There was still plenty of time for everyone to make another run, although track evolution was not quite as pronounced this time and the top three - Verstappen, Hamilton and Perez - didn't feel the need to stir themselves. On such a short track, traffic was inevitably a problem for those who were out and badly needed to find improvements to secure their progression to the final top ten pole shoot-out round.
Leclerc certainly found some extra pace to go second, still 0.061s behind Verstappen. Despite being one of those to have hit traffic on his out lap, Sainz went quicker still to take the top spot from Verstappen, with Russell then slotting into second by one hundredths of a second from the Spaniard. By the time the dust and sand settled, the inactive Hamilton had been pushed down to fifth ahead of Norris, Perez, Stroll, Schumacher and Tsunoda, leaving the Japanese driver's team mate Gasly on the wrong side of the cut line together with the Alpines of Ocon and Alonso as well as Zhou and Albon.
Alonso was particularly unhappy with the outcome, complaining that he had been impeded by Perez. However replays suggested that the Red Bull had done what he reasonably could to get out of the way and any suggestion of a penalty for the Mexican appeared unlikely.
Q3: Verstappen fends off threat from Leclerc and Sainz as Perez spins at the end
To the delight of the orange-clad fans packed into the grandstands and singing their hearts out, Verstappen was first to head out on track and this time there was no mucking about on used tyres - it was a fresh set of the shiny soft compound for the Red Bull while behind him Schumacher, Tsunoda and Norris were all making an initial run on second hand rubber.
Verstappen's 1:10.515s was the best time of the weekend so far despite a small error on the way suggesting better still to come. It was more than half a second clear of Perez in second, but the Mexican had himself been on a used set as was Norris over a full second slower still. Next up on new tyres was Hamilton whose time was good enough for second place, and then Leclerc went quicker still (also on new tyres) to take provisional pole by 0.059s from Verstappen. Sainz slotted into fourth ahead of Perez and Russell, with Norris followed by Tsunoda and Schumacher.

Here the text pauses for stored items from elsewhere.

//! CLI command definitions for the `buildrelay` binary.
//!
//! Uses clap derive macros for argument parsing. Command handlers live in
//! the sibling modules.

pub mod check;
pub mod status;

use std::path::PathBuf;

use clap::{Parser, Subcommand};
use clap_complete::Shell;

/// Relay app build requests to CI and report their status.
#[derive(Parser)]
#[command(name = "buildrelay", version, about, long_about = None)]
#[command(propagate_version = true)]
pub struct Cli {
    /// Output machine-readable JSON instead of styled text.
    #[arg(long, global = true)]
    pub json: bool,

    /// Suppress all output except errors.
    #[arg(short, long, global = true)]
    pub quiet: bool,

    /// Detailed output (-v for verbose, -vv for debug/trace).
    #[arg(short, long, action = clap::ArgAction::Count, global = true)]
    pub verbose: u8,

    /// Config file (defaults to $BUILDRELAY_CONFIG or ./buildrelay.toml).
    #[arg(long, global = true)]
    pub config: Option<PathBuf>,

    /// Export spans through OpenTelemetry (stdout exporter).
    #[arg(long, global = true)]
    pub otel: bool,

    #[command(subcommand)]
    pub command: Commands,
}

impl Cli {
    /// Default log directives for the chosen verbosity; `RUST_LOG` overrides.
    pub fn log_directives(&self) -> &'static str {
        match self.verbose {
            0 if self.quiet => "error",
            0 => "warn,buildrelay=info",
            1 => "info,buildrelay=debug",
            _ => "trace",
        }
    }
}

#[derive(Subcommand)]
pub enum Commands {
    /// Start the REST API server.
    Serve {
        /// Port to listen on (overrides config and $PORT).
        #[arg(short, long)]
        port: Option<u16>,

        /// Host to bind to (overrides config).
        #[arg(long)]
        host: Option<String>,
    },

    /// Derive a build's status straight from CI, bypassing the registry.
    Status {
        /// Correlation token returned by `POST /api/build`.
        token: String,
    },

    /// Validate configuration and print the effective settings.
    Check,

    /// Generate shell completions.
    Completions {
        /// Shell to generate completions for.
        shell: Shell,
    },
}

#[cfg(test)]
mod tests {
    use super::*;
    use clap::CommandFactory;

    #[test]
    fn test_cli_definition_is_valid() {
        Cli::command().debug_assert();
    }

    #[test]
    fn test_verbosity_maps_to_directives() {
        let quiet = Cli::parse_from(["buildrelay", "-q", "check"]);
        assert_eq!(quiet.log_directives(), "error");

        let verbose = Cli::parse_from(["buildrelay", "-v", "check"]);
        assert_eq!(verbose.log_directives(), "info,buildrelay=debug");

        let trace = Cli::parse_from(["buildrelay", "-vv", "check"]);
        assert_eq!(trace.log_directives(), "trace");
    }

    #[test]
    fn test_serve_flags_are_optional() {
        let cli = Cli::parse_from(["buildrelay", "serve", "--port", "8080"]);
        match cli.command {
            Commands::Serve { port, host } => {
                assert_eq!(port, Some(8080));
                assert!(host.is_none());
            }
            _ => panic!("expected serve"),
        }
    }

    #[test]
    fn test_global_flags_after_subcommand() {
        let cli = Cli::parse_from(["buildrelay", "status", "abc", "--json", "--config", "relay.toml"]);
        assert!(cli.json);
        assert_eq!(cli.config.as_deref(), Some(std::path::Path::new("relay.toml")));
        assert!(matches!(cli.command, Commands::Status { ref token } if token == "abc"));
    }
}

Stuck in the pits with a technical issue was Stroll, who would have to settle for P10 on tomorrow's grid as a consequence.
Just under three tenths covered the top four, and Perez and Russell had been on used tyres suggesting that all six were still in contention for pole position as the drivers regrouped and came out for their final runs of the afternoon. Leclerc was first on track followed by Norris and Schumacher, with all eyes on Verstappen who was running ahead of Sainz and Perez. Mercedes left it late, Hamilton heading Tsunoda and Russell to the line as the chequered flag came out.
Leclerc went purple in the first sector but lost time in the middle sector, while Verstappen was slower at the start but then put in a thumping middle sector. It meant that he just managed to clinch pole with a time of 1:10.342s which was 0.021s quicker than Leclerc, followed closely by Sainz. Behind them there was a spin for Perez at turn 14 that forced the final drivers to back off because of yellow flags. It left Hamilton in fourth and Russell in sixth, with Norris also unable to improve meaning he remained seventh ahead of Schumacher and Tsunoda.
The roar from the grandstands confirmed that there could have been no more popular outcome today than Verstappen securing his second consecutive home pole as his march to a second world championship continued in impressive style.